GQ, under new editor Adam Baidawi, has announced its first major global special issue, featuring Jay-Z, who is now styling his name JAŸ-Z in honour of the 30th anniversary of his 1996 debut album, Reasonable Doubt. For the cover, they hired the brilliant artist Rashid Johnson.
Johnson is one of the most significant American artists working today, a Chicago-born, multidisciplinary practitioner whose paintings, sculptures, installations and photographs have spent the better part of two decades interrogating Black identity, cultural history, collective anxiety, and the complex textures of what it means to be a Black man in America. His work resists the kind of monolithic readings that the culture industry tends to reach when it wants something legible and comfortable. In that sense, the pairing with Jay-Z is not just visually interesting. It’s conceptually coherent.
Jay-Z has never been a straightforward figure either. Thirty years on from Reasonable Doubt, a debut album so assured it sounded like the work of someone who had already been doing this for a decade, he remains genuinely hard to pin down. The music, the business, the art collecting, the public persona, and the deliberate opacity around certain aspects of his life. He has spent his career making it difficult for anyone to reduce him to a single thing, which is exactly what Johnson’s work does too.

Jay-Z, photographed by RASHID JOHNSON/GQ © RASHID JOHNSON/GQ
For the shoot, Johnson told GQ he drew on two reference points that are, on the surface, unlikely companions: James Van Der Zee, the great Harlem Renaissance photographer who documented Black life, aspiration and dignity in portraits of extraordinary formal beauty, and Francis Bacon, whose raw, destabilising paintings of the human figure are about as far from Van Der Zee’s aesthetic as it’s possible to get. That Johnson held both in mind simultaneously is entirely characteristic of how he works the collision of references, the refusal of a single register. “Jay’s music, lyricism, and sophistication are very much in line with a lot of interesting and historically important Black thinkers,” he told the magazine, citing Harold Cruse, W. E. B. Du Bois and Michael Eric Dyson. Which is a serious claim, delivered without apology.
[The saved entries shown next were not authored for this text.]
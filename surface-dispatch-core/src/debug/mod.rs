//! Debug and inspection utilities
//!
//! - [`DebugState`]: expose engine state as key/value sections for a host
//!   debug panel. [`Surface`](crate::Surface) implements it.
//! - [`MessageLogMiddleware`]: glob-filtered tracing of ingested messages,
//!   with an optional in-memory ring buffer of recent summaries.
//!
//! # State Inspection
//!
//! ```
//! use surface_dispatch_core::debug::DebugState;
//! use surface_dispatch_core::Engine;
//!
//! let mut engine = Engine::new();
//! engine.ingest(r#"{"beginRendering": {"surfaceId": "s1", "root": "c1"}}"#);
//! engine.ingest(r#"{"dataModelUpdate": {"surfaceId": "s1", "path": "/form", "contents": [{"key": "name", "valueString": "Ada"}]}}"#);
//!
//! let sections = engine.surface("s1").unwrap().debug_sections();
//! assert_eq!(sections[0].get("root"), Some("c1"));
//! assert_eq!(sections[1].get("/form/name"), Some("Ada"));
//! ```

pub mod message_log;
mod state;

pub use message_log::{
    glob_match, MessageLog, MessageLogConfig, MessageLogEntry, MessageLogFilter,
    MessageLogMiddleware, DECODE_ERROR,
};
pub use state::{DebugEntry, DebugSection, DebugState};
//! Terminal events and the crossterm poller

use std::time::Duration;

use crossterm::event::{self, KeyCode, KeyEvent, KeyEventKind, KeyModifiers};
use tokio::sync::mpsc;
use tokio_util::sync::CancellationToken;
use tracing::{debug, info};

/// Raw event from crossterm before processing
#[derive(Debug)]
pub enum RawEvent {
    Key(KeyEvent),
    Resize(u16, u16),
}

/// An event as seen by a view
#[derive(Debug, Clone, PartialEq, Eq)]
pub enum EventKind {
    /// Keyboard event
    Key(KeyEvent),
    /// Terminal resize
    Resize(u16, u16),
    /// Periodic tick
    Tick,
}

impl EventKind {
    /// `Esc`, `Ctrl+C` or `Ctrl+Q`. Plain letters never quit, since a
    /// focused text field needs them.
    pub fn is_quit(&self) -> bool {
        match self {
            EventKind::Key(key) => {
                matches!(key.code, KeyCode::Esc)
                    || (key.modifiers.contains(KeyModifiers::CONTROL)
                        && matches!(key.code, KeyCode::Char('c') | KeyCode::Char('q')))
            }
            _ => false,
        }
    }
}

/// Spawn the event polling task with cancellation support
///
/// Polls crossterm for key presses and resizes and forwards them through
/// `tx`. Release and repeat key events are dropped.
pub fn spawn_event_poller(
    tx: mpsc::UnboundedSender<RawEvent>,
    poll_timeout: Duration,
    loop_sleep: Duration,
    cancel_token: CancellationToken,
) -> tokio::task::JoinHandle<()> {
    tokio::spawn(async move {
        const MAX_EVENTS_PER_BATCH: usize = 20;

        loop {
            tokio::select! {
                _ = cancel_token.cancelled() => {
                    info!("Event poller cancelled, draining buffer");
                    while event::poll(Duration::ZERO).unwrap_or(false) {
                        let _ = event::read();
                    }
                    break;
                }
                _ = tokio::time::sleep(loop_sleep) => {
                    let mut events_processed = 0;
                    while events_processed < MAX_EVENTS_PER_BATCH
                        && event::poll(poll_timeout).unwrap_or(false)
                    {
                        events_processed += 1;
                        let raw = match event::read() {
                            Ok(event::Event::Key(key)) if key.kind == KeyEventKind::Press => {
                                Some(RawEvent::Key(key))
                            }
                            Ok(event::Event::Resize(w, h)) => Some(RawEvent::Resize(w, h)),
                            _ => None,
                        };
                        if let Some(raw) = raw {
                            if tx.send(raw).is_err() {
                                debug!("Event channel closed, stopping poller");
                                return;
                            }
                        }
                    }
                }
            }
        }
    })
}

/// Process a raw event into an EventKind
pub fn process_raw_event(raw: RawEvent) -> EventKind {
    match raw {
        RawEvent::Key(key) => EventKind::Key(key),
        RawEvent::Resize(w, h) => EventKind::Resize(w, h),
    }
}

#[cfg(test)]
mod tests {
    use super::*;
    use crate::keys::key;

    #[test]
    fn test_quit_keys() {
        assert!(EventKind::Key(key("esc")).is_quit());
        assert!(EventKind::Key(key("ctrl+c")).is_quit());
        assert!(EventKind::Key(key("ctrl+q")).is_quit());
        assert!(!EventKind::Key(key("q")).is_quit());
        assert!(!EventKind::Key(key("enter")).is_quit());
        assert!(!EventKind::Tick.is_quit());
    }

    #[test]
    fn test_process_raw_event() {
        assert_eq!(process_raw_event(RawEvent::Resize(80, 24)), EventKind::Resize(80, 24));
        assert_eq!(
            process_raw_event(RawEvent::Key(key("tab"))),
            EventKind::Key(key("tab"))
        );
    }
}
//! One independently addressable UI instance

use std::fmt;

use serde_json::Value;

use crate::data_model::DataModel;
use crate::debug::{DebugSection, DebugState};
use crate::graph::ComponentGraph;

/// Lifecycle of a surface.
///
/// There is no closed state: teardown is the host dropping the surface via
/// [`Engine::remove_surface`](crate::Engine::remove_surface).
#[derive(Debug, Clone, Copy, PartialEq, Eq, Hash, Default)]
pub enum SurfaceState {
    /// Not yet seen by the engine.
    #[default]
    Uninitialized,
    /// Receiving updates. A surface created by an update before its
    /// `beginRendering` is active but has no root yet.
    Active,
}

impl fmt::Display for SurfaceState {
    fn fmt(&self, f: &mut fmt::Formatter<'_>) -> fmt::Result {
        f.write_str(match self {
            Self::Uninitialized => "uninitialized",
            Self::Active => "active",
        })
    }
}

/// A surface: its component graph, its data model and its style hints.
#[derive(Debug)]
pub struct Surface {
    id: String,
    state: SurfaceState,
    graph: ComponentGraph,
    model: DataModel,
    styles: Option<Value>,
}

impl Surface {
    pub(crate) fn new(id: impl Into<String>) -> Self {
        Self {
            id: id.into(),
            state: SurfaceState::Active,
            graph: ComponentGraph::new(),
            model: DataModel::new(),
            styles: None,
        }
    }

    pub fn id(&self) -> &str {
        &self.id
    }

    pub fn state(&self) -> SurfaceState {
        self.state
    }

    /// The declared root component id, once `beginRendering` arrived.
    pub fn root(&self) -> Option<&str> {
        self.graph.root()
    }

    pub fn graph(&self) -> &ComponentGraph {
        &self.graph
    }

    pub fn model(&self) -> &DataModel {
        &self.model
    }

    pub fn model_mut(&mut self) -> &mut DataModel {
        &mut self.model
    }

    /// Style hints from `beginRendering`, passed through untouched.
    pub fn styles(&self) -> Option<&Value> {
        self.styles.as_ref()
    }

    pub(crate) fn graph_mut(&mut self) -> &mut ComponentGraph {
        &mut self.graph
    }

    pub(crate) fn set_styles(&mut self, styles: Option<Value>) {
        if styles.is_some() {
            self.styles = styles;
        }
    }

    /// Borrow the graph and the data model at once.
    pub fn parts_mut(&mut self) -> (&ComponentGraph, &mut DataModel) {
        (&self.graph, &mut self.model)
    }
}

impl DebugState for Surface {
    fn debug_sections(&self) -> Vec<DebugSection> {
        let surface = DebugSection::new("Surface")
            .entry("id", &self.id)
            .entry("state", self.state.to_string())
            .entry("root", self.root().unwrap_or("-"))
            .entry("components", self.graph.len().to_string());

        let mut model = DebugSection::new("Data Model");
        for (path, value) in self.model.flatten() {
            model.push_entry(path.to_string(), value.to_string());
        }

        vec![surface, model]
    }
}
//! Terminal widgets for surface-dispatch
//!
//! Draws the render trees produced by `surface-dispatch-core` with
//! ratatui, and turns key presses into engine interactions.
//!
//! - [`tui_registry`] - a `WidgetRegistry<TuiWidget>` for the standard catalog
//! - [`SurfaceView`] - lays out a tree, tracks focus, reports [`WidgetEvent`]s
//! - [`TextInput`] - single-line text entry used by `TextField`
//! - [`spawn_event_poller`] - crossterm input on a tokio task
//!
//! # Example
//!
//! ```ignore
//! use surface_dispatch_widgets::prelude::*;
//!
//! let registry = tui_registry();
//! let mut view = SurfaceView::new();
//!
//! let tree = engine.render_tree_with("s1", &registry).unwrap();
//! terminal.draw(|frame| {
//!     let area = frame.area();
//!     view.render(frame, area, SurfaceViewProps { tree: &tree });
//! })?;
//!
//! for event in view.handle_event(&event, SurfaceViewProps { tree: &tree }) {
//!     engine.interact(&event.surface_id, &event.component_id, event.interaction)?;
//! }
//! ```

pub mod component;
pub mod event;
pub mod keys;
mod text_input;
pub mod testing;
mod view;
mod widget;

pub use component::Component;
pub use event::{process_raw_event, spawn_event_poller, EventKind, RawEvent};
pub use keys::parse_key_string;
pub use text_input::{TextEdit, TextInput, TextInputProps};
pub use view::{SurfaceView, SurfaceViewProps, WidgetEvent};
pub use widget::{tui_registry, Axis, ChoiceOption, TextHint, TuiWidget};

/// Prelude for convenient imports
pub mod prelude {
    pub use crate::{
        tui_registry, Component, EventKind, SurfaceView, SurfaceViewProps, TuiWidget, WidgetEvent,
    };
}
The art-world connection isn’t new to Jay-Z. He has been seriously engaged with contemporary art for over a decade, and his engagements have been anything but superficial. The 2013 music video for Picasso Baby, performed live at Pace Gallery and deliberately echoing Marina Abramović’s The Artist Is Present, was one of those cultural moments that confused people in interesting ways. Was it art? Was it marketing? Was it a sincere engagement with the questions performance art asks about presence, endurance and the relationship between artist and audience? Possibly all three, and the ambiguity was the point.
The 2018 Apeshit video, shot at the Louvre with Beyoncé, placed the pair against works from the museum’s permanent collection, the Winged Victory, the Mona Lisa, and David’s The Coronation of Napoleon, in a sequence that was simultaneously a celebration of that collection, a provocation about who those spaces are for, and a genuinely spectacular piece of image-making. Whatever you made of it, it was doing more than one thing at once.
In 2023, Roc Nation partnered with the Brooklyn Public Library on The Book of Hov. This career-spanning exhibition included a sculpture by Daniel Arsham, Hov’s Hands, a cast of Jay-Z’s arms making his signature diamond hand sign. It was curated with assistance from Jeanne Greenberg Rohatyn, his art dealer. He appears on the ARTnews Top 200 Collectors list. He owns several works by Johnson.
Johnson, meanwhile, has been having the kind of sustained institutional moment that confirms rather than creates a reputation. His survey, A Poem for Deep Thinkers, opened at the Guggenheim in New York last April, a significant show in a significant space and has since travelled to the Modern Art Museum of Fort Worth. Before that, shows at the Moderna Museet in Stockholm, the Metropolitan Opera, Storm King, the National Gallery of Canada, and the ICA in Richmond. The range reflects both the ambition of the work and the breadth of its appeal across institutional contexts. Johnson is one of those artists whose practice generates enough conceptual density to sustain serious critical engagement while also communicating something immediate and felt to a wider audience.
He received his BA in Photography from Columbia College Chicago and his MFA from the School of the Art Institute of Chicago. The photography training shows in the precision with which his images are constructed, even as the work has expanded across sculpture, painting, drawing, film, and installation. The materials he uses — shea butter, black soap, mirrors, plants, books, bronze — are chosen for their biographical and cultural resonance. They carry history. The work is both personal and collective.
The GQ cover is, in one sense, a magazine commission. In another, it’s two people who have spent their careers not easily categorised, finding a formal reason to be in the same room. Van Der Zee and Francis Bacon as joint reference points for a portrait of one of the most scrutinised men in American cultural life, made by one of the most thoughtful artists currently working.